### PROBLEM DETAILS
Show every line from the entries that follow which holds the word "RetryPolicy".

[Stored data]
####
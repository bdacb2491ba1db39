//! Configuration loader and validator for the feed synchronizer.
use serde::{Deserialize, Serialize};
use std::fs;
use std::path::Path;
use std::time::Duration;
use thiserror::Error;

use crate::feed::retry::RetryPolicy;
use crate::fetcher::FetchSettings;

/// Environment variable that overrides `feed.token`.
pub const TOKEN_ENV: &str = "NAV_API_TOKEN";
/// Environment variable that overrides the SQLite URL derived from `app.data_dir`.
pub const DATABASE_URL_ENV: &str = "DATABASE_URL";

#[derive(Debug, Error)]
pub enum ConfigError {
    #[error("I/O error: {0}")]
    Io(#[from] std::io::Error),
    #[error("YAML parse error: {0}")]
    Parse(#[from] serde_yaml::Error),
    #[error("Invalid configuration: {0}")]
    Invalid(&'static str),
}

/// Root configuration struct mirroring the YAML schema exactly.
#[derive(Debug, Clone, Serialize, Deserialize, PartialEq, Eq)]
pub struct Config {
    pub app: App,
    pub feed: Feed,
    pub sync: SyncSettings,
}

/// App-level settings.
#[derive(Debug, Clone, Serialize, Deserialize, PartialEq, Eq)]
pub struct App {
    pub data_dir: String,
}

/// Upstream feed API settings.
#[derive(Debug, Clone, Serialize, Deserialize, PartialEq, Eq)]
pub struct Feed {
    pub base_url: String,
    /// Bearer token. May be left empty when `NAV_API_TOKEN` is set.
    #[serde(default)]
    pub token: String,
    pub user_agent: String,
    pub request_timeout_ms: u64,
}

/// Detail fetch pool and retry settings.
#[derive(Debug, Clone, Serialize, Deserialize, PartialEq, Eq)]
pub struct SyncSettings {
    pub workers: usize,
    pub max_attempts: u32,
    pub backoff_base_ms: u64,
    pub backoff_max_ms: u64,
}

impl App {
    /// `data_dir` with a leading `~/` expanded.
    pub fn resolved_data_dir(&self) -> String {
        match self.data_dir.strip_prefix("~/") {
            Some(rest) => match std::env::var("HOME") {
                Ok(home) => format!("{}/{}", home.trim_end_matches('/'), rest),
                Err(_) => self.data_dir.clone(),
            },
            None => self.data_dir.clone(),
        }
    }
}

impl Config {
    /// Ensure required directories exist (creates `app.data_dir` if missing).
    pub fn ensure_dirs(&self) -> Result<(), std::io::Error> {
        if self.app.data_dir.trim().is_empty() {
            return Ok(());
        }
        fs::create_dir_all(self.app.resolved_data_dir())
    }

    /// `DATABASE_URL` if set, otherwise a SQLite file under `app.data_dir`.
    pub fn database_url(&self) -> String {
        std::env::var(DATABASE_URL_ENV)
            .unwrap_or_else(|_| format!("sqlite://{}/jobfeed.db", self.app.resolved_data_dir()))
    }

    pub fn request_timeout(&self) -> Duration {
        Duration::from_millis(self.feed.request_timeout_ms)
    }

    pub fn retry_policy(&self) -> RetryPolicy {
        RetryPolicy {
            max_attempts: self.sync.max_attempts,
            base_delay: Duration::from_millis(self.sync.backoff_base_ms),
            max_delay: Duration::from_millis(self.sync.backoff_max_ms),
        }
    }

    pub fn fetch_settings(&self) -> FetchSettings {
        FetchSettings {
            workers: self.sync.workers,
            request_timeout: self.request_timeout(),
            retry: self.retry_policy(),
        }
    }
}

/// Load configuration from a YAML file, apply environment overrides and
/// validate it.
/// - If `path` is None, uses `config.yaml` in the current working directory.
pub fn load(path: Option<&Path>) -> Result<Config, ConfigError> {
    let path = path.unwrap_or_else(|| Path::new("config.yaml"));
    let content = fs::read_to_string(path)?;
    let mut cfg: Config = serde_yaml::from_str(&content)?;
    apply_overrides(&mut cfg, |key| std::env::var(key).ok());
    validate(&cfg)?;
    Ok(cfg)
}

/// Apply environment overrides through `lookup`.
pub fn apply_overrides<F>(cfg: &mut Config, lookup: F)
where
    F: Fn(&str) -> Option<String>,
{
    if let Some(token) = lookup(TOKEN_ENV).filter(|t| !t.trim().is_empty()) {
        cfg.feed.token = token;
    }
}

/// Validate a configuration instance.
fn validate(cfg: &Config) -> Result<(), ConfigError> {
    if cfg.app.data_dir.trim().is_empty() {
        return Err(ConfigError::Invalid("app.data_dir must be non-empty"));
    }

    if cfg.feed.base_url.trim().is_empty() {
        return Err(ConfigError::Invalid("feed.base_url must be non-empty"));
    }
    if reqwest::Url::parse(&cfg.feed.base_url).is_err() {
        return Err(ConfigError::Invalid("feed.base_url must be an absolute URL"));
    }
    if cfg.feed.token.trim().is_empty() {
        return Err(ConfigError::Invalid(
            "feed.token must be non-empty (or set NAV_API_TOKEN)",
        ));
    }
    if cfg.feed.user_agent.trim().is_empty() {
        return Err(ConfigError::Invalid("feed.user_agent must be non-empty"));
    }
    if cfg.feed.request_timeout_ms == 0 {
        return Err(ConfigError::Invalid("feed.request_timeout_ms must be > 0"));
    }

    if cfg.sync.workers == 0 {
        return Err(ConfigError::Invalid("sync.workers must be > 0"));
    }
    if cfg.sync.max_attempts == 0 {
        return Err(ConfigError::Invalid("sync.max_attempts must be > 0"));
    }
    if cfg.sync.backoff_max_ms < cfg.sync.backoff_base_ms {
        return Err(ConfigError::Invalid(
            "sync.backoff_max_ms must be >= sync.backoff_base_ms",
        ));
    }

    Ok(())
}

/// Returns the example YAML content.
pub fn example() -> &'static str {
    r#"app:
  data_dir: "./data"

feed:
  base_url: "https://pam-stilling-feed.nav.no/"
  token: "YOUR_NAV_API_TOKEN"
  user_agent: "jobfeed-sync/0.1"
  request_timeout_ms: 30000

sync:
  workers: 10
  max_attempts: 3
  backoff_base_ms: 1000
  backoff_max_ms: 30000
"#
}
####
### ANSWER BELOW
use crate::feed::retry::RetryPolicy;
    pub fn retry_policy(&self) -> RetryPolicy {
        RetryPolicy {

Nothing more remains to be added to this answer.